Reading the output. The interaction coefficient stateCalifornia:prepostPost is roughly $-5.68$ packs (HAC SE ≈ 5.39, $p \approx 0.31$). That is dramatically smaller than the naive $-27.02$ from chapter 1, and statistically indistinguishable from zero. Why? Because the prepostPost main effect is also large: $-21.34$ packs. Nevada’s own cigarette sales fell by 21.3 packs between 1984–1988 and 1989–1993. When DiD subtracts that Nevada change from California’s change, almost all of California’s drop is absorbed.

4.5 Visual diagnostic

What to look for. DiD rests entirely on the parallel-trends assumption: that California and Nevada would have moved in lockstep absent the policy. The data themselves cannot prove this counterfactual, but we can at least inspect the pre-period by plotting both states on the same axes over the full 1970–2000 window. Three features matter visually: (1) do the two pre-1989 lines move roughly in parallel? (2) does Nevada also bend downward after 1989, and if so, by how much? (3) is the post-1989 gap between California and Nevada much bigger than the pre-period gap? If Nevada is itself trending down post-1989, the DiD contrast collapses — the Nevada change subtracts away most of California’s drop.

Code

two_states <- prop99 |>
  filter(state %in% c("California", "Nevada"))

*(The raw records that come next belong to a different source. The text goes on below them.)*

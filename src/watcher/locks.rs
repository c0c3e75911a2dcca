//! Per-target write serialization.

use std::collections::HashMap;
use std::path::{Path, PathBuf};
use std::sync::Arc;

use parking_lot::RwLock;
use tokio::sync::Mutex;

/// Registry of per-target mutexes, keyed by canonical target path.
///
/// Holding a target's mutex is required around the whole
/// load-update-rewrite-write sequence for that file. Entries are
/// created on first use and never removed; the registry is bounded by
/// the number of distinct target files.
pub struct TargetLocks {
    inner: RwLock<HashMap<PathBuf, Arc<Mutex<()>>>>,
}

impl TargetLocks {
    /// Create an empty registry.
    #[must_use]
    pub fn new() -> Self {
        Self {
            inner: RwLock::new(HashMap::new()),
        }
    }

    /// The mutex for a canonical target path, inserting on first use.
    ///
    /// The hot path is a read under the shared lock; insertion takes
    /// the write lock with a double-check.
    #[must_use]
    pub fn lock_for(&self, target: &Path) -> Arc<Mutex<()>> {
        if let Some(lock) = self.inner.read().get(target) {
            return Arc::clone(lock);
        }

        let mut locks = self.inner.write();
        // Double-check pattern
        if let Some(lock) = locks.get(target) {
            return Arc::clone(lock);
        }
        let lock = Arc::new(Mutex::new(()));
        locks.insert(target.to_path_buf(), Arc::clone(&lock));
        lock
    }

    /// Number of registered targets.
    #[must_use]
    pub fn len(&self) -> usize {
        self.inner.read().len()
    }

    /// Whether no targets are registered.
    #[must_use]
    pub fn is_empty(&self) -> bool {
        self.inner.read().is_empty()
    }
}

impl Default for TargetLocks {
    fn default() -> Self {
        Self::new()
    }
}
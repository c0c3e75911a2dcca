//! Per-source batching with restartable flush timers.
//!
//! At most one batch is pending per canonical source path. The first
//! matching event creates the batch and arms its timer; later accepted
//! events replace the rule snapshot and restart the timer; suppressed
//! events within the debounce window still extend the timer so a burst
//! flushes once, `batch_delay` after its last write.

use std::collections::HashMap;
use std::path::{Path, PathBuf};
use std::time::Duration;

use parking_lot::Mutex;
use tokio::sync::mpsc;
use tokio::task::JoinHandle;

use crate::model::SyncRule;

/// A flushed batch: one source path plus the rules matched at the last
/// contributing event.
#[derive(Debug)]
pub struct Batch {
    pub source: PathBuf,
    pub rules: Vec<SyncRule>,
}

struct Pending {
    rules: Vec<SyncRule>,
    timer: JoinHandle<()>,
}

/// Pending-batch registry. Timer expiry sends the source path on the
/// fire channel; the executor then claims the batch with [`take`].
///
/// [`take`]: BatchQueue::take
pub struct BatchQueue {
    delay: Duration,
    fire_tx: mpsc::Sender<PathBuf>,
    pending: Mutex<HashMap<PathBuf, Pending>>,
}

impl BatchQueue {
    /// Create a queue flushing batches after `delay` of quiet.
    #[must_use]
    pub fn new(delay: Duration, fire_tx: mpsc::Sender<PathBuf>) -> Self {
        Self {
            delay,
            fire_tx,
            pending: Mutex::new(HashMap::new()),
        }
    }

    /// Create or update the batch for `source`, replacing its rule
    /// snapshot and restarting its timer.
    pub fn push(&self, source: PathBuf, rules: Vec<SyncRule>) {
        let mut pending = self.pending.lock();
        let timer = self.arm_timer(source.clone());

        if let Some(existing) = pending.insert(source, Pending { rules, timer }) {
            existing.timer.abort();
        }
    }

    /// Restart the timer of an existing batch without touching its
    /// rule snapshot. Returns false when no batch is pending.
    pub fn touch(&self, source: &Path) -> bool {
        let mut pending = self.pending.lock();
        let Some(entry) = pending.get_mut(source) else {
            return false;
        };
        entry.timer.abort();
        entry.timer = self.arm_timer(source.to_path_buf());
        true
    }

    /// Atomically claim the batch for `source` once its timer fired.
    pub fn take(&self, source: &Path) -> Option<Batch> {
        let entry = self.pending.lock().remove(source)?;
        entry.timer.abort();
        Some(Batch {
            source: source.to_path_buf(),
            rules: entry.rules,
        })
    }

    /// Number of pending batches.
    #[must_use]
    pub fn len(&self) -> usize {
        self.pending.lock().len()
    }

    /// Whether no batches are pending.
    #[must_use]
    pub fn is_empty(&self) -> bool {
        self.pending.lock().is_empty()
    }

    /// Cancel all pending timers and discard the batches.
    pub fn cancel_all(&self) {
        let mut pending = self.pending.lock();
        for (_, entry) in pending.drain() {
            entry.timer.abort();
        }
    }

    fn arm_timer(&self, source: PathBuf) -> JoinHandle<()> {
        let fire_tx = self.fire_tx.clone();
        let delay = self.delay;
        tokio::spawn(async move {
            tokio::time::sleep(delay).await;
            let _ = fire_tx.send(source).await;
        })
    }
}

ggplot(two_states, aes(x = year, y = cigsale, color = state)) +
  geom_line(linewidth = 1.1) +
  geom_vline(xintercept = 1988.5, color = "#94a3b8",
             linetype = "dashed", linewidth = 0.7) +
  scale_color_manual(values = c("California" = "#d97757",
                                "Nevada"     = "#6a9bcc")) +
  labs(x = "Year", y = "Cigarette sales (packs per capita)",
       color = NULL) +
  theme_minimal()

Figure 4.2: California vs Nevada, 1970–2000. Nevada is also declining post-1988, so the DiD contrast collapses.

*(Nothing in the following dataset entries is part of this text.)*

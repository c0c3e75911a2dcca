//! Change detection and propagation.
//!
//! This module provides:
//! - Per-source debouncing and rule matching
//! - Batch accumulation with flush timers
//! - Per-target write serialization
//! - The [`SyncEngine`] orchestrator tying them together over
//!   notify-rs directory watches

mod batch;
mod debounce;
mod engine;
mod executor;
mod locks;

pub use batch::{Batch, BatchQueue};
pub use debounce::{matching_rules, Debouncer};
pub use engine::{EngineConfig, EngineState, SyncEngine};
pub use locks::TargetLocks;

use std::path::{Path, PathBuf};

/// Canonicalize a path for identity comparisons: resolve symlinks when
/// the file exists, otherwise make it absolute lexically. Falls back
/// to the input on error.
pub(crate) fn canonical(path: &Path) -> PathBuf {
    std::fs::canonicalize(path)
        .or_else(|_| std::path::absolute(path))
        .unwrap_or_else(|_| path.to_path_buf())
}
//! Core data models: file formats, sync rules, and sync events.
//!
//! The serialized shapes here match the persisted rules document, so
//! field names stay snake_case and optional fields are skipped when
//! absent.

use std::path::{Path, PathBuf};
use std::time::{SystemTime, UNIX_EPOCH};

use serde::{Deserialize, Serialize};

use crate::tree::Value;

/// Get current Unix timestamp in seconds.
#[must_use]
pub fn now_unix() -> i64 {
    SystemTime::now()
        .duration_since(UNIX_EPOCH)
        .map(|d| i64::try_from(d.as_secs()).unwrap_or(0))
        .unwrap_or(0)
}

/// Generate a unique ID with a given prefix.
#[must_use]
pub fn generate_id(prefix: &str) -> String {
    use std::collections::hash_map::RandomState;
    use std::hash::{BuildHasher, Hasher};

    let mut hasher = RandomState::new().build_hasher();
    hasher.write_u128(
        SystemTime::now()
            .duration_since(UNIX_EPOCH)
            .map(|d| d.as_nanos())
            .unwrap_or(0),
    );
    format!("{}_{:x}", prefix, hasher.finish())
}

/// Structured file format, decided by path suffix alone.
///
/// Unrecognized suffixes default to [`FileFormat::Json`]. This mirrors
/// the long-standing behavior rule authors rely on; callers with
/// arbitrary file names should be aware the content will be parsed as
/// JSON.
#[derive(Debug, Clone, Copy, PartialEq, Eq, Hash, Serialize, Deserialize)]
#[serde(rename_all = "lowercase")]
pub enum FileFormat {
    Json,
    Yaml,
    Toml,
    Env,
}

impl FileFormat {
    /// Detect the format from a path suffix. Case-sensitive, never
    /// reads file contents.
    #[must_use]
    pub fn detect(path: &Path) -> Self {
        let name = path.to_string_lossy();
        if name.ends_with(".yaml") || name.ends_with(".yml") {
            Self::Yaml
        } else if name.ends_with(".toml") {
            Self::Toml
        } else if name.ends_with(".env") {
            Self::Env
        } else {
            Self::Json
        }
    }

    /// Whether updates to this format preserve the original bytes
    /// outside the replaced scalar spans.
    ///
    /// JSON updates go through a full decode/encode roundtrip and
    /// reformat the whole file; the engine consults this flag to log
    /// that degradation.
    #[must_use]
    pub fn supports_surgical(self) -> bool {
        !matches!(self, Self::Json)
    }

    /// Format name as used in logs and error messages.
    #[must_use]
    pub fn as_str(self) -> &'static str {
        match self {
            Self::Json => "json",
            Self::Yaml => "yaml",
            Self::Toml => "toml",
            Self::Env => "env",
        }
    }
}

impl std::fmt::Display for FileFormat {
    fn fmt(&self, f: &mut std::fmt::Formatter<'_>) -> std::fmt::Result {
        f.write_str(self.as_str())
    }
}

/// A directive mapping one source scalar location to one target scalar
/// location.
#[derive(Debug, Clone, Serialize, Deserialize)]
pub struct SyncRule {
    /// Unique identifier within a ruleset.
    pub id: String,

    /// Human-readable rule name.
    pub name: String,

    /// Optional free-form description.
    #[serde(default, skip_serializing_if = "String::is_empty")]
    pub description: String,

    /// File watched for changes.
    pub source_file: PathBuf,

    /// Key-path expression locating the value to read.
    pub source_key: String,

    /// File receiving the propagated value.
    pub target_file: PathBuf,

    /// Key-path expression locating the value to replace.
    pub target_key: String,

    /// Disabled rules participate in none of the matching.
    pub enabled: bool,

    /// Unix timestamp of rule creation.
    pub created: i64,

    /// Unix timestamp of the last successful sync, if any.
    #[serde(default, skip_serializing_if = "Option::is_none")]
    pub last_sync: Option<i64>,
}

impl SyncRule {
    /// Create an enabled rule with a fresh id and creation timestamp.
    #[must_use]
    pub fn new(
        name: impl Into<String>,
        source_file: impl Into<PathBuf>,
        source_key: impl Into<String>,
        target_file: impl Into<PathBuf>,
        target_key: impl Into<String>,
    ) -> Self {
        Self {
            id: generate_id("rule"),
            name: name.into(),
            description: String::new(),
            source_file: source_file.into(),
            source_key: source_key.into(),
            target_file: target_file.into(),
            target_key: target_key.into(),
            enabled: true,
            created: now_unix(),
            last_sync: None,
        }
    }

    /// Set the description.
    #[must_use]
    pub fn with_description(mut self, description: impl Into<String>) -> Self {
        self.description = description.into();
        self
    }
}

/// Outcome record for one rule in one batch. Emitted exactly once per
/// rule per batch, success or failure.
#[derive(Debug, Clone, Serialize, Deserialize)]
pub struct SyncEvent {
    /// Rule that produced this outcome.
    pub rule_id: String,

    /// Unix timestamp of the outcome.
    pub timestamp: i64,

    /// Target value before the rewrite, best-effort (`Null` if
    /// unreadable).
    #[serde(default)]
    pub old_value: Value,

    /// Value written to the target.
    #[serde(default)]
    pub new_value: Value,

    /// Whether the rule's update was applied.
    pub success: bool,

    /// Failure description when `success` is false.
    #[serde(default, skip_serializing_if = "Option::is_none")]
    pub error: Option<String>,
}

impl SyncEvent {
    /// Build a success event.
    #[must_use]
    pub fn success(rule_id: impl Into<String>, old_value: Value, new_value: Value) -> Self {
        Self {
            rule_id: rule_id.into(),
            timestamp: now_unix(),
            old_value,
            new_value,
            success: true,
            error: None,
        }
    }

    /// Build a failure event.
    #[must_use]
    pub fn failure(rule_id: impl Into<String>, error: impl Into<String>) -> Self {
        Self {
            rule_id: rule_id.into(),
            timestamp: now_unix(),
            old_value: Value::Null,
            new_value: Value::Null,
            success: false,
            error: Some(error.into()),
        }
    }
}

/// The persisted rules document.
#[derive(Debug, Clone, Serialize, Deserialize)]
pub struct RulesFile {
    /// All configured rules, enabled or not.
    #[serde(default)]
    pub rules: Vec<SyncRule>,

    /// Log file path, empty to disable file logging.
    #[serde(default = "default_log_file")]
    pub log_file: String,

    /// Enable debug-level logging.
    #[serde(default)]
    pub debug: bool,
}

fn default_log_file() -> String {
    "varsync.log".to_string()
}

impl Default for RulesFile {
    fn default() -> Self {
        Self {
            rules: Vec::new(),
            log_file: default_log_file(),
            debug: false,
        }
    }
}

This is the textbook DiD pitfall. A single control unit that itself is shifting in the same direction makes the contrast collapse. Nevada is geographically and culturally adjacent to California. It inherits many of the same secular forces: rising health awareness, federal tobacco settlements, retail-price spillovers. So it is a poor “what would California have done?” control.

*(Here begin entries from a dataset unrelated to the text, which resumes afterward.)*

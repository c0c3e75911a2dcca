//! The sync engine: directory watches, event demultiplexing, batch
//! execution, and event emission.
//!
//! Three cooperating tasks, joined by bounded channels:
//! 1. the event pump, which debounces raw notify events, matches rules,
//!    and maintains batches (no file IO),
//! 2. the batch executor loop, which claims fired batches and runs
//!    them (concurrently across source files),
//! 3. the caller's consumer of [`SyncEngine::events`].

use std::collections::HashSet;
use std::path::{Path, PathBuf};
use std::sync::atomic::{AtomicU64, Ordering};
use std::sync::Arc;
use std::time::Duration;

use notify::{EventKind, RecommendedWatcher, RecursiveMode, Watcher};
use parking_lot::{Mutex, RwLock};
use tokio::sync::{mpsc, watch};
use tokio::task::{JoinHandle, JoinSet};

use super::debounce::{matching_rules, Debouncer};
use super::executor::Executor;
use super::{canonical, BatchQueue, TargetLocks};
use crate::error::{Result, WatcherError};
use crate::keypath::KeyPath;
use crate::model::{SyncEvent, SyncRule};

/// Engine timing and capacity knobs.
#[derive(Debug, Clone)]
pub struct EngineConfig {
    /// Quiet window below which repeat events on a source are dropped.
    pub debounce: Duration,
    /// Flush timer armed after the last contributing event of a batch.
    pub batch_delay: Duration,
    /// Bound of the outcome event channel.
    pub event_capacity: usize,
    /// Source load attempts per batch.
    pub load_retries: u32,
    /// Spacing between load attempts.
    pub retry_delay: Duration,
    /// Upper bound on waiting for in-flight batches during stop.
    /// `None` waits for them to drain.
    pub shutdown_deadline: Option<Duration>,
}

impl Default for EngineConfig {
    fn default() -> Self {
        Self {
            debounce: Duration::from_millis(500),
            batch_delay: Duration::from_millis(200),
            event_capacity: 100,
            load_retries: 3,
            retry_delay: Duration::from_millis(50),
            shutdown_deadline: None,
        }
    }
}

/// Engine lifecycle states.
#[derive(Debug, Clone, Copy, PartialEq, Eq)]
pub enum EngineState {
    Idle,
    Running,
    Stopping,
    Stopped,
}

struct Running {
    shutdown_tx: watch::Sender<bool>,
    batches: Arc<BatchQueue>,
    pump: JoinHandle<()>,
    executor_loop: JoinHandle<()>,
}

/// Watches source files and propagates values to targets per the
/// configured rules.
pub struct SyncEngine {
    config: EngineConfig,
    rules: Arc<RwLock<Vec<SyncRule>>>,
    debouncer: Arc<Debouncer>,
    locks: Arc<TargetLocks>,
    state: Arc<Mutex<EngineState>>,
    event_tx: mpsc::Sender<SyncEvent>,
    event_rx: Option<mpsc::Receiver<SyncEvent>>,
    dropped: Arc<AtomicU64>,
    watcher: Arc<Mutex<Option<RecommendedWatcher>>>,
    watched_dirs: Arc<Mutex<HashSet<PathBuf>>>,
    running: Option<Running>,
}

impl SyncEngine {
    /// Create an engine with default timings.
    #[must_use]
    pub fn new() -> Self {
        Self::with_config(EngineConfig::default())
    }

    /// Create an engine with explicit timings.
    #[must_use]
    pub fn with_config(config: EngineConfig) -> Self {
        let (event_tx, event_rx) = mpsc::channel(config.event_capacity);
        Self {
            debouncer: Arc::new(Debouncer::new(config.debounce)),
            config,
            rules: Arc::new(RwLock::new(Vec::new())),
            locks: Arc::new(TargetLocks::new()),
            state: Arc::new(Mutex::new(EngineState::Idle)),
            event_tx,
            event_rx: Some(event_rx),
            dropped: Arc::new(AtomicU64::new(0)),
            watcher: Arc::new(Mutex::new(None)),
            watched_dirs: Arc::new(Mutex::new(HashSet::new())),
            running: None,
        }
    }

    /// Swap in the live rule list. Batches already formed keep their
    /// snapshot; the new list applies from the next event on. While
    /// running, watches are registered for any new source directories.
    pub fn set_rules(&self, rules: Vec<SyncRule>) {
        for rule in &rules {
            for (side, key) in [("source", &rule.source_key), ("target", &rule.target_key)] {
                if let Err(err) = KeyPath::parse(key) {
                    tracing::warn!(
                        rule = %rule.id,
                        side,
                        key = %key,
                        error = %err,
                        "Rule has an invalid key path"
                    );
                }
            }
        }

        *self.rules.write() = rules;
        self.register_watches();
    }

    /// Current outcome receiver. The channel is created once; this
    /// returns `None` after the first call.
    pub fn events(&mut self) -> Option<mpsc::Receiver<SyncEvent>> {
        self.event_rx.take()
    }

    /// Current lifecycle state.
    #[must_use]
    pub fn state(&self) -> EngineState {
        *self.state.lock()
    }

    /// Events dropped because the outcome channel was full.
    #[must_use]
    pub fn dropped_events(&self) -> u64 {
        self.dropped.load(Ordering::Relaxed)
    }

    /// Start watching and processing.
    ///
    /// # Errors
    ///
    /// Returns [`WatcherError::AlreadyRunning`] when called twice, or
    /// [`WatcherError::WatchFailed`] if the notifier cannot be created.
    pub async fn start(&mut self) -> Result<()> {
        {
            let state = self.state.lock();
            if matches!(*state, EngineState::Running | EngineState::Stopping) {
                return Err(WatcherError::AlreadyRunning.into());
            }
        }

        let (raw_tx, raw_rx) = mpsc::channel::<PathBuf>(256);
        let watcher = notify::recommended_watcher(
            move |result: notify::Result<notify::Event>| match result {
                Ok(event) => {
                    if matches!(event.kind, EventKind::Modify(_) | EventKind::Create(_)) {
                        for path in event.paths {
                            let _ = raw_tx.blocking_send(path);
                        }
                    }
                }
                Err(err) => {
                    tracing::error!(error = %err, "File watcher error");
                }
            },
        )
        .map_err(|e| WatcherError::WatchFailed {
            path: "(init)".to_string(),
            reason: e.to_string(),
        })?;

        *self.watcher.lock() = Some(watcher);
        self.watched_dirs.lock().clear();
        self.register_watches();

        let (fire_tx, fire_rx) = mpsc::channel::<PathBuf>(100);
        let batches = Arc::new(BatchQueue::new(self.config.batch_delay, fire_tx));
        let (shutdown_tx, shutdown_rx) = watch::channel(false);

        let pump = tokio::spawn(event_pump(
            raw_rx,
            shutdown_rx.clone(),
            Arc::clone(&self.debouncer),
            Arc::clone(&self.rules),
            Arc::clone(&batches),
        ));

        let executor = Arc::new(Executor {
            config: self.config.clone(),
            locks: Arc::clone(&self.locks),
            event_tx: self.event_tx.clone(),
            dropped: Arc::clone(&self.dropped),
        });
        let executor_loop = tokio::spawn(executor_loop(
            fire_rx,
            shutdown_rx,
            executor,
            Arc::clone(&batches),
        ));

        self.running = Some(Running {
            shutdown_tx,
            batches,
            pump,
            executor_loop,
        });
        *self.state.lock() = EngineState::Running;
        tracing::info!("Sync engine started");
        Ok(())
    }

    /// Stop watching: pending batch timers are cancelled, in-flight
    /// target rewrites complete, then the worker tasks exit.
    pub async fn stop(&mut self) {
        let Some(running) = self.running.take() else {
            return;
        };

        *self.state.lock() = EngineState::Stopping;
        tracing::info!("Sync engine stopping");

        let _ = running.shutdown_tx.send(true);
        running.batches.cancel_all();
        *self.watcher.lock() = None;
        self.watched_dirs.lock().clear();

        let drain = async {
            let _ = running.pump.await;
            let _ = running.executor_loop.await;
        };
        match self.config.shutdown_deadline {
            Some(deadline) => {
                if tokio::time::timeout(deadline, drain).await.is_err() {
                    tracing::warn!("Shutdown deadline elapsed with batches in flight");
                }
            }
            None => drain.await,
        }

        *self.state.lock() = EngineState::Stopped;
        tracing::info!("Sync engine stopped");
    }

    /// Watch the parent directory of every enabled rule's source file,
    /// non-recursively. Failures are logged; the engine keeps running
    /// with whatever watches succeeded.
    fn register_watches(&self) {
        let mut guard = self.watcher.lock();
        let Some(watcher) = guard.as_mut() else {
            return;
        };

        let rules = self.rules.read();
        let mut watched = self.watched_dirs.lock();
        for rule in rules.iter().filter(|rule| rule.enabled) {
            let source = canonical(&rule.source_file);
            let Some(dir) = source.parent().map(Path::to_path_buf) else {
                continue;
            };
            if watched.contains(&dir) {
                continue;
            }
            match watcher.watch(&dir, RecursiveMode::NonRecursive) {
                Ok(()) => {
                    tracing::info!(
                        dir = %dir.display(),
                        source = %source.display(),
                        "Watching directory"
                    );
                    watched.insert(dir);
                }
                Err(err) => {
                    tracing::error!(
                        dir = %dir.display(),
                        error = %err,
                        "Failed to watch directory"
                    );
                }
            }
        }
    }
}

impl Default for SyncEngine {
    fn default() -> Self {
        Self::new()
    }
}

/// Debounce, match, and batch raw filesystem events. Performs no file
/// IO.
async fn event_pump(
    mut raw_rx: mpsc::Receiver<PathBuf>,
    mut shutdown_rx: watch::Receiver<bool>,
    debouncer: Arc<Debouncer>,
    rules: Arc<RwLock<Vec<SyncRule>>>,
    batches: Arc<BatchQueue>,
) {
    tracing::debug!("Event pump started");
    loop {
        tokio::select! {
            _ = shutdown_rx.changed() => break,
            received = raw_rx.recv() => {
                let Some(path) = received else { break };
                handle_event(&path, &debouncer, &rules, &batches);
            }
        }
    }
    tracing::debug!("Event pump exited");
}

fn handle_event(
    path: &Path,
    debouncer: &Debouncer,
    rules: &RwLock<Vec<SyncRule>>,
    batches: &BatchQueue,
) {
    let event_path = canonical(path);

    if !debouncer.accept(&event_path) {
        // Still part of the burst: keep the pending batch open so the
        // flush lands after the last write.
        if batches.touch(&event_path) {
            tracing::debug!(
                path = %event_path.display(),
                "Debounced event extended pending batch"
            );
        }
        return;
    }

    tracing::debug!(path = %event_path.display(), "Received file event");

    let matched = {
        let rules = rules.read();
        matching_rules(&rules, &event_path)
    };
    if matched.is_empty() {
        return;
    }

    tracing::debug!(
        path = %event_path.display(),
        rules = matched.len(),
        "Matched rules for source file"
    );
    batches.push(event_path, matched);
}

/// Claim fired batches and execute them, concurrently across source
/// files. On shutdown, in-flight batches drain before exit.
async fn executor_loop(
    mut fire_rx: mpsc::Receiver<PathBuf>,
    mut shutdown_rx: watch::Receiver<bool>,
    executor: Arc<Executor>,
    batches: Arc<BatchQueue>,
) {
    tracing::debug!("Batch executor started");
    let mut in_flight = JoinSet::new();
    loop {
        tokio::select! {
            _ = shutdown_rx.changed() => break,
            fired = fire_rx.recv() => {
                let Some(source) = fired else { break };
                if let Some(batch) = batches.take(&source) {
                    let executor = Arc::clone(&executor);
                    in_flight.spawn(async move { executor.execute(batch).await });
                }
            }
            Some(_) = in_flight.join_next(), if !in_flight.is_empty() => {}
        }
    }
    while in_flight.join_next().await.is_some() {}
    tracing::debug!("Batch executor exited");
}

Common pitfall. Picking the one “most similar” control by hand. If your single control is subject to the same secular forces as the treated unit — geographic neighbours, policy spillovers, regional macro shocks — the contrast collapses and DiD silently reports zero.

Recap. DiD against Nevada says $-5.7$ packs and we cannot reject zero. The lesson is not that DiD is broken — it is that DiD with a single similar control unit is fragile. Synthetic Control (chapter 5) is the principled response: instead of one control state, blend many states into a weighted “synthetic California”.

4.6 Further reading

For modern multi-period Difference-in-Differences with staggered adoption, the did package (Callaway & Sant’Anna group-time ATTs) and fixest::feols (two-way fixed effects with cluster-robust SEs) are the workhorses. See Bernal et al. (2017) for parallel-trends diagnostics in policy evaluation.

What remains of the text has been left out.